How can I evaluate this function numerically stable?

Question

I have a cross-entropy like function, that I want to evaluate. However, I encounter numerical instabilities due to overflows.

I want to compute the cross-entropy of the following function:

$$\sigma(p,q) = \frac{2}{1+e^{d}} \text{ with } d=||p-q||_2^2$$

To be specific, for $z$ in $\{0,1\}$:

$$-z\log(\sigma(p,q))-(1-z)\log(1-\sigma(p,q))$$

I know that there are efficient ways to this for the standard sigmoid

$$\sigma(x) = \frac{1}{(1+e^{-x})}$$

which is also described here:

Doing it in a similar manner, I derived the following equivalent formula:

$$z\log(\frac{1}{2}) + \log(1+e^d) + (z-1)\log(e^d-1))$$

How do I go on from here?

There are problems for $d\approx0$ as well as $d>>0$.

Answer 1

For $x \approx 0$ use the functions $\mathrm{log1p}(x) = \log(1+x)$ and $\mathrm{expm1}(x) = e^x-1$ if available. The other expressions can be computed with $$\log(1+e^d) = \mathrm{log1p}(e^d)$$ and $$\log(e^d-1) = \log(\mathrm{expm1}(d))$$

If the functions are not available use the first terms of the Maclaurin series. For C look e.g. here and here. I guess, today most programming languages have them because they are a recommend operations of the IEEE 754 Floating point standard.

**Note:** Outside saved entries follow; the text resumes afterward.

use std::time::Duration;

use base64::Engine;
use base64::engine::general_purpose::STANDARD;
use clap::Args;

use crate::error::ConfigError;

pub const DEFAULT_MODEL: &str = "gemini-2.5-flash";
pub const DEFAULT_GEMINI_API_BASE: &str = "https://generativelanguage.googleapis.com";
pub const DEFAULT_GITHUB_API_BASE: &str = "https://api.github.com";
pub const DEFAULT_BIND: &str = "0.0.0.0:3000";
pub const DEFAULT_WEBHOOK_PATH: &str = "/";
pub const DEFAULT_TIMEOUT_SECS: u64 = 60;

/// Model flags shared by `serve` and `evaluate`.
#[derive(Args, Clone)]
pub struct ModelArgs {
    /// Google Gemini API key
    #[arg(long, env = "GEMINI_API_KEY", hide_env_values = true)]
    pub gemini_api_key: Option<String>,

    /// Gemini model identifier
    #[arg(long, env = "GEMINI_MODEL", default_value = DEFAULT_MODEL)]
    pub gemini_model: String,

    /// Base URL of the Generative Language API
    #[arg(long, env = "GEMINI_API_BASE", default_value = DEFAULT_GEMINI_API_BASE)]
    pub gemini_api_base: String,

    /// Timeout for every outbound HTTP call, in seconds
    #[arg(long, env = "REQUEST_TIMEOUT_SECS", default_value_t = DEFAULT_TIMEOUT_SECS)]
    pub request_timeout_secs: u64,
}

/// Flags for the webhook server.
#[derive(Args, Clone)]
pub struct ServeArgs {
    #[command(flatten)]
    pub model: ModelArgs,

    /// GitHub token used for comments and labels
    #[arg(long, env = "GITHUB_TOKEN", hide_env_values = true)]
    pub github_token: Option<String>,

    /// Base64-encoded GitHub token, used when GITHUB_TOKEN is unset
    #[arg(long, env = "GITHUB_TOKEN_BASE64", hide_env_values = true)]
    pub github_token_base64: Option<String>,

    /// Base URL of the GitHub REST API
    #[arg(long, env = "GITHUB_API_BASE", default_value = DEFAULT_GITHUB_API_BASE)]
    pub github_api_base: String,

    /// Shared secret for `x-hub-signature-256`
    #[arg(long, env = "WEBHOOK_SECRET", hide_env_values = true)]
    pub webhook_secret: Option<String>,

    /// Base64-encoded webhook secret, used when WEBHOOK_SECRET is unset
    #[arg(long, env = "WEBHOOK_SECRET_BASE64", hide_env_values = true)]
    pub webhook_secret_base64: Option<String>,

    /// Login whose comments count as the bot's own
    #[arg(long, env = "BOT_LOGIN")]
    pub bot_login: Option<String>,

    /// Address the server listens on
    #[arg(long, env = "BIND", default_value = DEFAULT_BIND)]
    pub bind: String,

    /// Path GitHub posts deliveries to
    #[arg(long, env = "WEBHOOK_PATH", default_value = DEFAULT_WEBHOOK_PATH)]
    pub webhook_path: String,
}

/// Resolved model settings.
#[derive(Clone)]
pub struct ModelConfig {
    pub api_key: String,
    pub model: String,
    pub api_base: String,
    pub timeout: Duration,
}

/// Everything `serve` needs, resolved once before binding.
#[derive(Clone)]
pub struct AppConfig {
    pub model: ModelConfig,
    pub github_token: String,
    pub github_api_base: String,
    pub webhook_secret: String,
    pub bot_login: Option<String>,
    pub bind: String,
    pub webhook_path: String,
}

fn non_empty(value: Option<String>) -> Option<String> {
    value
        .map(|v| v.trim().to_string())
        .filter(|v| !v.is_empty())
}

/// Pick the plain value, falling back to decoding the base64 variant.
pub fn resolve_secret(
    name: &'static str,
    plain: Option<String>,
    encoded: Option<String>,
) -> Result<String, ConfigError> {
    if let Some(value) = non_empty(plain) {
        return Ok(value);
    }
    let Some(encoded) = non_empty(encoded) else {
        return Err(ConfigError::Missing(name));
    };
    let bytes = STANDARD
        .decode(encoded.as_bytes())
        .map_err(|source| ConfigError::InvalidBase64 { name, source })?;
    let decoded = String::from_utf8(bytes).map_err(|_| ConfigError::NotUtf8 { name })?;
    non_empty(Some(decoded)).ok_or(ConfigError::Missing(name))
}

fn normalize_path(path: &str) -> String {
    let trimmed = path.trim();
    if trimmed.starts_with('/') {
        trimmed.to_string()
    } else {
        format!("/{trimmed}")
    }
}

impl ModelArgs {
    pub fn into_config(self) -> Result<ModelConfig, ConfigError> {
        let api_key = non_empty(self.gemini_api_key).ok_or(ConfigError::Missing("GEMINI_API_KEY"))?;
        Ok(ModelConfig {
            api_key,
            model: self.gemini_model,
            api_base: self.gemini_api_base.trim_end_matches('/').to_string(),
            timeout: Duration::from_secs(self.request_timeout_secs.max(1)),
        })
    }
}

impl ServeArgs {
    pub fn into_config(self) -> Result<AppConfig, ConfigError> {
        let github_token = resolve_secret("GITHUB_TOKEN", self.github_token, self.github_token_base64)?;
        let webhook_secret = resolve_secret(
            "WEBHOOK_SECRET",
            self.webhook_secret,
            self.webhook_secret_base64,
        )?;
        Ok(AppConfig {
            model: self.model.into_config()?,
            github_token,
            github_api_base: self.github_api_base.trim_end_matches('/').to_string(),
            webhook_secret,
            bot_login: non_empty(self.bot_login),
            bind: self.bind,
            webhook_path: normalize_path(&self.webhook_path),
        })
    }
}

For large $d$ you can simplify $e^d\pm 1 \approx e^d$ and get $\log(1+e^d) \approx \log e^d = d.$

For the complete equivalent formula and large $d$ I just computed the asymptotic expansion with Maple as

$$z d - z \log(2)+(2-z)e^{-d}-\tfrac{1}{2}ze^{-2d} + O(e^{-3d})$$ But I do not know if there is significant cancellation.

Answer 2

Because issues differ, it seems advisable to examine the two flavors of the function $\mathrm{f_{z}}(d)$ separately. We have

$$\quad\quad\quad\; \mathrm{f_{0}}(d) = \log (1 + \exp(d)) - \log (\exp(d) - 1)$$ and $$\mathrm{f_{1}}(d) = \log (1 + \exp(d)) + \log \left(\frac{1}{2}\right)$$

Most programming environments offer standard mathematical functions $\mathrm{log1p}(x) = \log(1 + x)$ and $\mathrm{expm1}(x) = \exp(x) - 1$ that provide accurate computation near unity. However, this still leaves issues of subtractive cancellation and premature overflow that need to be resolved.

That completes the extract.